Stored records →
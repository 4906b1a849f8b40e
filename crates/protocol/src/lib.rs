// Copyright 2025-2026 CEMAXECUTER LLC

pub mod fec;
pub mod gf256;
pub mod meta;
pub mod packer;
pub mod unpacker;

use byteorder::{ByteOrder, LittleEndian};

/// Datagram size on the wire. Every block is exactly this long.
pub const BLOCK_BYTES: usize = 512;
/// Block header: frame index (u16 LE), block index (u8), reserved (u8).
pub const HEADER_BYTES: usize = 4;
/// Block body carried after the header.
pub const BODY_BYTES: usize = BLOCK_BYTES - HEADER_BYTES;

/// FEC-protected data blocks per frame (one meta block + 127 sample blocks).
pub const DATA_BLOCKS: usize = 128;
/// Sample-carrying blocks per frame.
pub const SAMPLE_BLOCKS: usize = DATA_BLOCKS - 1;
/// Upper bound on redundancy blocks; data + parity must fit an 8-bit index.
pub const MAX_FEC_BLOCKS: usize = 127;

/// Header of a 512-byte block datagram.
#[derive(Debug, Clone, Copy, PartialEq, Eq)]
pub struct BlockHeader {
    pub frame_index: u16,
    pub block_index: u8,
}

impl BlockHeader {
    pub fn write_to(&self, buf: &mut [u8]) {
        LittleEndian::write_u16(&mut buf[0..2], self.frame_index);
        buf[2] = self.block_index;
        buf[3] = 0; // reserved
    }

    /// Parse a header. The reserved byte is ignored on receive.
    pub fn parse(buf: &[u8]) -> Result<Self, FrameError> {
        if buf.len() != BLOCK_BYTES {
            return Err(FrameError::BadLength(buf.len()));
        }
        let block_index = buf[2];
        if block_index as usize >= DATA_BLOCKS + MAX_FEC_BLOCKS {
            return Err(FrameError::BadBlockIndex(block_index));
        }
        Ok(Self {
            frame_index: LittleEndian::read_u16(&buf[0..2]),
            block_index,
        })
    }
}

/// Datagram-level and frame-level failures seen on the receive path.
#[derive(Debug, Clone, PartialEq, Eq, thiserror::Error)]
pub enum FrameError {
    #[error("datagram length {0}, expected {BLOCK_BYTES}")]
    BadLength(usize),
    #[error("block index {0} out of range")]
    BadBlockIndex(u8),
    #[error("meta block CRC mismatch")]
    Crc,
    #[error("meta block carries invalid stream parameters")]
    BadMeta,
}

/// Erasure-decoding failures.
#[derive(Debug, Clone, Copy, PartialEq, Eq, thiserror::Error)]
pub enum FecError {
    #[error("{present} of {DATA_BLOCKS} required blocks present")]
    InsufficientBlocks { present: usize },
}
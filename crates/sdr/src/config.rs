// Copyright 2025-2026 CEMAXECUTER LLC

//! Configuration string grammar: `key[=value](,key[=value])*`.
//!
//! The grammar itself is total: every string splits into keys. Whether a
//! value parses for its key is decided by whoever applies it (controller
//! for the core keys, the device adapter for its own), which is where the
//! per-key outcome comes from.

use std::fmt;
use std::str::FromStr;

/// Ordered key/value pairs from one configuration string. Bare keys are
/// switches and carry no value.
#[derive(Debug, Clone, Default, PartialEq, Eq)]
pub struct ConfigMap {
    pairs: Vec<(String, Option<String>)>,
}

impl ConfigMap {
    pub fn parse(s: &str) -> Self {
        let pairs = s
            .split(',')
            .map(str::trim)
            .filter(|seg| !seg.is_empty())
            .map(|seg| match seg.split_once('=') {
                Some((k, v)) => (k.trim().to_string(), Some(v.trim().to_string())),
                None => (seg.to_string(), None),
            })
            .collect();
        Self { pairs }
    }

    pub fn from_pairs(pairs: Vec<(String, Option<String>)>) -> Self {
        Self { pairs }
    }

    pub fn pairs(&self) -> &[(String, Option<String>)] {
        &self.pairs
    }

    pub fn is_empty(&self) -> bool {
        self.pairs.is_empty()
    }

    pub fn value_of(&self, key: &str) -> Option<&Option<String>> {
        self.pairs.iter().find(|(k, _)| k == key).map(|(_, v)| v)
    }
}

/// Per-key application result reported back on the control channel.
#[derive(Debug, Clone, PartialEq, Eq)]
pub enum Outcome {
    Ok,
    Clamped,
    Rejected(String),
    Ignored,
}

impl fmt::Display for Outcome {
    fn fmt(&self, f: &mut fmt::Formatter<'_>) -> fmt::Result {
        match self {
            Outcome::Ok => write!(f, "ok"),
            Outcome::Clamped => write!(f, "clamped"),
            Outcome::Rejected(reason) => write!(f, "rejected:{}", reason),
            Outcome::Ignored => write!(f, "ignored"),
        }
    }
}

/// Parse a numeric value for a key; a missing or malformed value is a
/// parse rejection.
pub fn numeric<T: FromStr>(value: &Option<String>) -> Result<T, Outcome> {
    value
        .as_deref()
        .ok_or_else(|| Outcome::Rejected("parse".into()))?
        .parse()
        .map_err(|_| Outcome::Rejected("parse".into()))
}

/// Boolean switches: a bare key means 1, otherwise the value must be 0|1.
pub fn switch(value: &Option<String>) -> Result<bool, Outcome> {
    match value.as_deref() {
        None | Some("1") => Ok(true),
        Some("0") => Ok(false),
        Some(_) => Err(Outcome::Rejected("parse".into())),
    }
}

#[cfg(test)]
mod tests {
    use super::*;

    #[test]
    fn test_parse_mixed_pairs_and_switches() {
        let cfg = ConfigMap::parse("freq=433970000,decim=5,agc,fcpos=0");
        assert_eq!(
            cfg.pairs(),
            &[
                ("freq".to_string(), Some("433970000".to_string())),
                ("decim".to_string(), Some("5".to_string())),
                ("agc".to_string(), None),
                ("fcpos".to_string(), Some("0".to_string())),
            ]
        );
    }

    #[test]
    fn test_parse_skips_empty_segments() {
        let cfg = ConfigMap::parse(",freq=1, ,srate=2,");
        assert_eq!(cfg.pairs().len(), 2);
    }

    #[test]
    fn test_numeric_outcomes() {
        assert_eq!(numeric::<u32>(&Some("48000".into())), Ok(48000));
        assert_eq!(
            numeric::<u32>(&Some("abc".into())),
            Err(Outcome::Rejected("parse".into()))
        );
        assert_eq!(
            numeric::<u32>(&None),
            Err(Outcome::Rejected("parse".into()))
        );
    }

    #[test]
    fn test_switch_values() {
        assert_eq!(switch(&None), Ok(true));
        assert_eq!(switch(&Some("1".into())), Ok(true));
        assert_eq!(switch(&Some("0".into())), Ok(false));
        assert!(switch(&Some("yes".into())).is_err());
    }

    #[test]
    fn test_outcome_display() {
        assert_eq!(Outcome::Ok.to_string(), "ok");
        assert_eq!(Outcome::Clamped.to_string(), "clamped");
        assert_eq!(
            Outcome::Rejected("range".into()).to_string(),
            "rejected:range"
        );
        assert_eq!(Outcome::Ignored.to_string(), "ignored");
    }
}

BRIEF → Among the lines above, find those holding "Clone" and copy each one.

SOLVED PROBLEM →
#[derive(Debug, Clone, Copy, PartialEq, Eq)]
#[derive(Debug, Clone, PartialEq, Eq, thiserror::Error)]
#[derive(Debug, Clone, Copy, PartialEq, Eq, thiserror::Error)]
#[derive(Debug, Clone, Default, PartialEq, Eq)]
#[derive(Debug, Clone, PartialEq, Eq)]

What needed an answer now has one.